In 2009, the couple tried again. While one of six embryos tested was free of the disorder, it was graded “average quality” with little chance of success. 

Fearing a miscarriage, the woman tried to withdraw her consent to transfer the embryo, but the clinic insisted that according to the law, once fertilization took place the embryo must be implanted in the uterus, or she would face legal consequences. 

Because of this threat, she agreed to the procedure and later suffered a miscarriage. 

The Committee’s 18 independent human rights international experts deal with cases in countries that have signed on to the International Covenant on Economic, Social and Cultural Rights, which Italy ratified in 1978.  

After Italian courts refused to hear their case, the woman and man together took it to CESCR, which is mandated to receive complaints from individuals who have no other legal recourse in their countries of origin.   

Back in 2016, CESCR informed the States parties that sexual and reproductive health “entails a set of freedoms” that include “the right to make free and responsible decisions and choices, free of violence, coercion and discrimination, regarding matters concerning one’s body and sexual and reproductive health.”  

The Committee noted that Italian law restricted the woman’s right to take back her consent, which in the case in question, had led to a forced medical intervention and eventually a miscarriage. 

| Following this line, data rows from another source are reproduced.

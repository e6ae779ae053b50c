//! Device-side evaluation of expression programs.
//!
//! - [`KernContext`]: binds a program, its parameters and the executing device; evaluates
//!   nodes, qualifiers, loads, projections, hash keys and pre-aggregation inputs.
//! - [`KVars`]: the per-row variable slot array.
//!
//! Numeric routines reproduce the host evaluator exactly: checked integer arithmetic with
//! per-type overflow messages, float overflow/underflow detection, NaN-aware ordering and
//! half-to-even rounding on float-to-integer casts. Boolean connectives follow SQL
//! three-valued logic.

#![forbid(unsafe_code)]

pub mod compare;
pub mod eval;
pub mod kvars;
mod numeric;
pub mod text;

pub use compare::{datum_cmp, float_cmp};
pub use eval::{DevResult, KernContext, PreAggInput};
pub use kvars::KVars;
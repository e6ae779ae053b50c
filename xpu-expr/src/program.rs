//! Expression program representation.
//!
//! A program is a flat arena of [`KexpNode`]s. Operands are referenced by [`NodeId`] (an
//! index into the arena) and always precede the node that uses them, so a program can be
//! relocated or shipped across address spaces unmodified.

use num_enum::{IntoPrimitive, TryFromPrimitive};
use xpu_result::{Error, Result};
use xpu_types::{ColumnDef, Datum, TypeOpcode};

use crate::catalog::{DevKind, FuncOpcode};

/// Index of a node inside its program.
#[derive(Debug, Clone, Copy, PartialEq, Eq, Hash, PartialOrd, Ord)]
pub struct NodeId(pub u32);

impl NodeId {
    pub const NONE: u32 = u32::MAX;

    #[inline]
    pub fn index(self) -> usize {
        self.0 as usize
    }
}

/// One column moved from a chunk into a kvars slot by a `LoadVars` node.
#[derive(Debug, Clone, Copy, PartialEq, Eq)]
pub struct VarLoad {
    pub column: u16,
    pub slot: u16,
    pub type_op: TypeOpcode,
}

/// Partial aggregate computed by a `PreAgg` node.
#[derive(Debug, Clone, Copy, PartialEq, Eq, Hash, IntoPrimitive, TryFromPrimitive)]
#[repr(u8)]
pub enum AggKind {
    CountStar = 1,
    Count = 2,
    Sum = 3,
    Min = 4,
    Max = 5,
    Avg = 6,
}

impl AggKind {
    #[inline]
    pub fn takes_argument(self) -> bool {
        self != AggKind::CountStar
    }

    pub fn name(self) -> &'static str {
        match self {
            AggKind::CountStar => "count(*)",
            AggKind::Count => "count",
            AggKind::Sum => "sum",
            AggKind::Min => "min",
            AggKind::Max => "max",
            AggKind::Avg => "avg",
        }
    }

    /// Columns of the partial state as written to the destination chunk.
    pub fn partial_types(self, arg: Option<TypeOpcode>) -> Vec<TypeOpcode> {
        match self {
            AggKind::CountStar | AggKind::Count => vec![TypeOpcode::Int8],
            AggKind::Sum => match arg {
                Some(t) if t.is_float() => vec![TypeOpcode::Float8],
                _ => vec![TypeOpcode::Int8],
            },
            AggKind::Min | AggKind::Max => vec![arg.unwrap_or(TypeOpcode::Int8)],
            AggKind::Avg => vec![TypeOpcode::Int8, TypeOpcode::Float8],
        }
    }
}

/// Node operation. A closed set: the evaluator matches on it exhaustively.
#[derive(Debug, Clone, PartialEq)]
pub enum OpCode {
    /// Read a kvars slot.
    Var { slot: u16 },
    Const(Datum),
    /// Read a host-supplied parameter.
    Param { id: u16 },
    Func(FuncOpcode),
    BoolAnd,
    BoolOr,
    BoolNot,
    /// `IS NULL` (`is_null`) or `IS NOT NULL`.
    NullTest { is_null: bool },
    /// Load columns of the current depth's tuple into kvars slots.
    LoadVars { depth: u16, loads: Vec<VarLoad> },
    /// 32-bit hash of the argument values.
    HashValue,
    /// Target list; each argument produces one output column.
    Projection,
    /// Grouping keys (`nkeys` leading arguments) followed by one argument per aggregate that
    /// takes one.
    PreAgg { nkeys: u16, aggs: Vec<AggKind> },
}

/// Wire discriminant of [`OpCode`].
#[derive(Debug, Clone, Copy, PartialEq, Eq, IntoPrimitive, TryFromPrimitive)]
#[repr(u16)]
pub enum OpKind {
    Var = 1,
    Const = 2,
    Param = 3,
    Func = 4,
    BoolAnd = 5,
    BoolOr = 6,
    BoolNot = 7,
    NullTest = 8,
    LoadVars = 9,
    HashValue = 10,
    Projection = 11,
    PreAgg = 12,
}

impl OpCode {
    pub fn kind(&self) -> OpKind {
        match self {
            OpCode::Var { .. } => OpKind::Var,
            OpCode::Const(_) => OpKind::Const,
            OpCode::Param { .. } => OpKind::Param,
            OpCode::Func(_) => OpKind::Func,
            OpCode::BoolAnd => OpKind::BoolAnd,
            OpCode::BoolOr => OpKind::BoolOr,
            OpCode::BoolNot => OpKind::BoolNot,
            OpCode::NullTest { .. } => OpKind::NullTest,
            OpCode::LoadVars { .. } => OpKind::LoadVars,
            OpCode::HashValue => OpKind::HashValue,
            OpCode::Projection => OpKind::Projection,
            OpCode::PreAgg { .. } => OpKind::PreAgg,
        }
    }

    /// Numeric opcode id as seen by the device dispatcher.
    pub fn id(&self) -> u32 {
        match self {
            OpCode::Func(f) => u32::from(u16::from(*f)),
            other => u32::from(u16::from(other.kind())),
        }
    }
}

/// A program node.
#[derive(Debug, Clone, PartialEq)]
pub struct KexpNode {
    pub opcode: OpCode,
    /// Declared result type. `None` for structural nodes (load, projection, pre-agg).
    pub exptype: Option<TypeOpcode>,
    pub devkind: DevKind,
    pub locale_aware: bool,
    /// kvars slot the result is memoised in.
    pub kvar_slot: Option<u16>,
    pub(crate) args_start: u32,
    pub(crate) nargs: u16,
}

/// Which node serves each pipeline role.
#[derive(Debug, Clone, Default, PartialEq)]
pub struct ProgramEntries {
    /// Per depth `0..=n_rels`.
    pub load_vars: Vec<Option<NodeId>>,
    pub scan_quals: Option<NodeId>,
    /// Per join depth `1..=n_rels`, stored at `depth - 1`.
    pub join_quals: Vec<Option<NodeId>>,
    /// Per join depth `1..=n_rels`, stored at `depth - 1`.
    pub hash_keys: Vec<Option<NodeId>>,
    pub projection: Option<NodeId>,
    pub preagg: Option<NodeId>,
}

/// Options a program is validated against.
#[derive(Debug, Clone, Copy, PartialEq, Eq)]
pub struct BuildOptions {
    pub device: DevKind,
    pub allow_locale_aware: bool,
}

impl Default for BuildOptions {
    fn default() -> Self {
        Self {
            device: DevKind::GPU,
            allow_locale_aware: false,
        }
    }
}

/// An immutable, validated expression program.
#[derive(Debug, Clone, PartialEq)]
pub struct ExprProgram {
    pub(crate) nodes: Vec<KexpNode>,
    pub(crate) args: Vec<NodeId>,
    pub(crate) entries: ProgramEntries,
    pub(crate) params: Vec<TypeOpcode>,
    pub(crate) output_names: Vec<String>,
    pub(crate) n_rels: u16,
    pub(crate) nslots: u16,
}

impl ExprProgram {
    #[inline]
    pub fn node(&self, id: NodeId) -> Option<&KexpNode> {
        self.nodes.get(id.index())
    }

    #[inline]
    pub fn nodes(&self) -> &[KexpNode] {
        &self.nodes
    }

    #[inline]
    pub fn args(&self, node: &KexpNode) -> &[NodeId] {
        let start = node.args_start as usize;
        &self.args[start..start + node.nargs as usize]
    }

    #[inline]
    pub fn entries(&self) -> &ProgramEntries {
        &self.entries
    }

    #[inline]
    pub fn n_rels(&self) -> u16 {
        self.n_rels
    }

    /// Number of kvars slots a row combination needs.
    #[inline]
    pub fn nslots(&self) -> u16 {
        self.nslots
    }

    #[inline]
    pub fn param_types(&self) -> &[TypeOpcode] {
        &self.params
    }

    /// Loads performed at `depth`, empty if the depth loads nothing.
    pub fn loads_at(&self, depth: usize) -> &[VarLoad] {
        self.entries
            .load_vars
            .get(depth)
            .copied()
            .flatten()
            .and_then(|id| self.node(id))
            .map(|n| match &n.opcode {
                OpCode::LoadVars { loads, .. } => loads.as_slice(),
                _ => &[],
            })
            .unwrap_or(&[])
    }

    #[inline]
    pub fn is_preagg(&self) -> bool {
        self.entries.preagg.is_some()
    }

    /// Schema of the rows the final depth writes: the target list, or the pre-aggregation
    /// keys followed by the partial aggregate states.
    pub fn output_columns(&self) -> Vec<ColumnDef> {
        let mut cols = Vec::new();
        if let Some(node) = self.entries.projection.and_then(|id| self.node(id)) {
            for (i, &arg) in self.args(node).iter().enumerate() {
                let ty = self
                    .node(arg)
                    .and_then(|n| n.exptype)
                    .unwrap_or(TypeOpcode::Int4);
                cols.push(ColumnDef::new(self.output_name(i), ty));
            }
        } else if let Some(node) = self.entries.preagg.and_then(|id| self.node(id)) {
            if let OpCode::PreAgg { nkeys, aggs } = &node.opcode {
                let args = self.args(node);
                let nkeys = *nkeys as usize;
                for (i, &arg) in args[..nkeys].iter().enumerate() {
                    let ty = self
                        .node(arg)
                        .and_then(|n| n.exptype)
                        .unwrap_or(TypeOpcode::Int4);
                    cols.push(ColumnDef::new(self.output_name(i), ty));
                }
                let mut next_arg = nkeys;
                for (j, agg) in aggs.iter().enumerate() {
                    let arg_ty = if agg.takes_argument() {
                        let ty = args
                            .get(next_arg)
                            .and_then(|&a| self.node(a))
                            .and_then(|n| n.exptype);
                        next_arg += 1;
                        ty
                    } else {
                        None
                    };
                    let name = self.output_name(nkeys + j);
                    let types = agg.partial_types(arg_ty);
                    if types.len() == 1 {
                        cols.push(ColumnDef::new(name, types[0]));
                    } else {
                        for (k, ty) in types.into_iter().enumerate() {
                            let suffix = if k == 0 { "count" } else { "sum" };
                            cols.push(ColumnDef::new(format!("{name}.{suffix}"), ty));
                        }
                    }
                }
            }
        }
        cols
    }

    fn output_name(&self, i: usize) -> String {
        self.output_names
            .get(i)
            .cloned()
            .unwrap_or_else(|| format!("col{i}"))
    }

    /// Structural and capability validation. Run by the builder and after decoding.
    pub fn validate(&self, opts: &BuildOptions) -> Result<()> {
        crate::validate::validate(self, opts)
    }

    pub(crate) fn invalid(msg: impl Into<String>) -> Error {
        Error::InvalidProgram(msg.into())
    }
}
impl DevKind {
    pub const GPU: DevKind = DevKind(0x01);
    pub const DPU: DevKind = DevKind(0x02);
    pub const HOST: DevKind = DevKind(0x04);
    pub const ANY: DevKind = DevKind(0x07);

    #[inline]
    pub const fn bits(self) -> u8 {
        self.0
    }

    #[inline]
    pub const fn from_bits(bits: u8) -> DevKind {
        DevKind(bits & Self::ANY.0)
    }

    #[inline]
    pub const fn contains(self, other: DevKind) -> bool {
        self.0 & other.0 == other.0
    }

    #[inline]
    pub const fn union(self, other: DevKind) -> DevKind {
        DevKind(self.0 | other.0)
    }

    pub fn name(self) -> &'static str {
        match self.0 {
            0x01 => "gpu",
            0x02 => "dpu",
            0x04 => "host",
            _ => "mixed",
        }
    }
}

/// Routine family a function is evaluated by.
#[derive(Debug, Clone, Copy, PartialEq, Eq, Hash)]
pub enum FuncKind {
    Cast,
    Add,
    Sub,
    Mul,
    Div,
    Mod,
    Neg,
    UPlus,
    Abs,
    Eq,
    Ne,
    Lt,
    Le,
    Gt,
    Ge,
    BitAnd,
    BitOr,
    BitXor,
    BitNot,
    Shl,
    Shr,
    Like,
    NotLike,
    ILike,
    NotILike,
    TextCat,
    Concat,
    CharLength,
    OctetLength,
}

impl FuncKind {
    #[inline]
    pub fn is_comparison(self) -> bool {
        matches!(
            self,
            FuncKind::Eq | FuncKind::Ne | FuncKind::Lt | FuncKind::Le | FuncKind::Gt | FuncKind::Ge
        )
    }
}

#[derive(Debug)]
pub struct FuncInfo {
    pub opcode: FuncOpcode,
    pub name: &'static str,
    pub args: &'static [TypeOpcode],
    pub result: TypeOpcode,
    pub kind: FuncKind,
    pub devkind: DevKind,
    pub locale_aware: bool,
}

impl FuncInfo {
    /// `concat` takes any number of text arguments.
    #[inline]
    pub fn is_variadic(&self) -> bool {
        self.kind == FuncKind::Concat
    }

    /// Strict functions return NULL as soon as any argument is NULL.
    #[inline]
    pub fn is_strict(&self) -> bool {
        self.kind != FuncKind::Concat
    }
}

macro_rules! device_functions {
    (@locale) => { false };
    (@locale locale_aware $($rest:ident)*) => { true };
    (@locale $other:ident $($rest:ident)*) => { device_functions!(@locale $($rest)*) };
    (@devkind) => { DevKind::ANY };
    (@devkind gpu_only $($rest:ident)*) => { DevKind::GPU.union(DevKind::HOST) };
    (@devkind $other:ident $($rest:ident)*) => { device_functions!(@devkind $($rest)*) };
    (
        $(
            $variant:ident = $id:literal => $name:literal ( $($arg:ident),* ) -> $ret:ident,
            $kind:ident $(, $flag:ident)* ;
        )*
    ) => {
        /// Device function opcode.
        #[derive(Debug, Clone, Copy, PartialEq, Eq, Hash, PartialOrd, Ord, IntoPrimitive, TryFromPrimitive)]
        #[repr(u16)]
        pub enum FuncOpcode {
            $( $variant = $id, )*
        }

        impl FuncOpcode {
            pub const ALL: &'static [FuncOpcode] = &[ $( FuncOpcode::$variant, )* ];

            pub fn info(self) -> &'static FuncInfo {
                match self {
                    $(
                        FuncOpcode::$variant => {
                            static INFO: FuncInfo = FuncInfo {
                                opcode: FuncOpcode::$variant,
                                name: $name,
                                args: &[ $( TypeOpcode::$arg ),* ],
                                result: TypeOpcode::$ret,
                                kind: FuncKind::$kind,
                                devkind: device_functions!(@devkind $($flag)*),
                                locale_aware: device_functions!(@locale $($flag)*),
                            };
                            &INFO
                        }
                    )*
                }
            }
        }
    };
}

They specified that transferring an embryo to the woman’s uterus without her valid consent constituted “a direct violation” of her human right to the highest attainable standard of health and her human right to gender equality. 

Pointing out that States parties to the Covenant are under an international legal obligation to comply with the Committee’s findings in individual complaint cases, CESCR called for Italy to compensate the couple, ensure their access to IVF treatment without fear of forced medical intervention and adopt measures necessary to guarantee that all women are free to decide medical intervention affecting their bodies. 

Moreover, Italy should ensure women’s rights to withdraw their consent to the transfer of embryos to their uterus. The experts requested Italy respond within six months to the Committee and explain how the country would be implementing its ruling.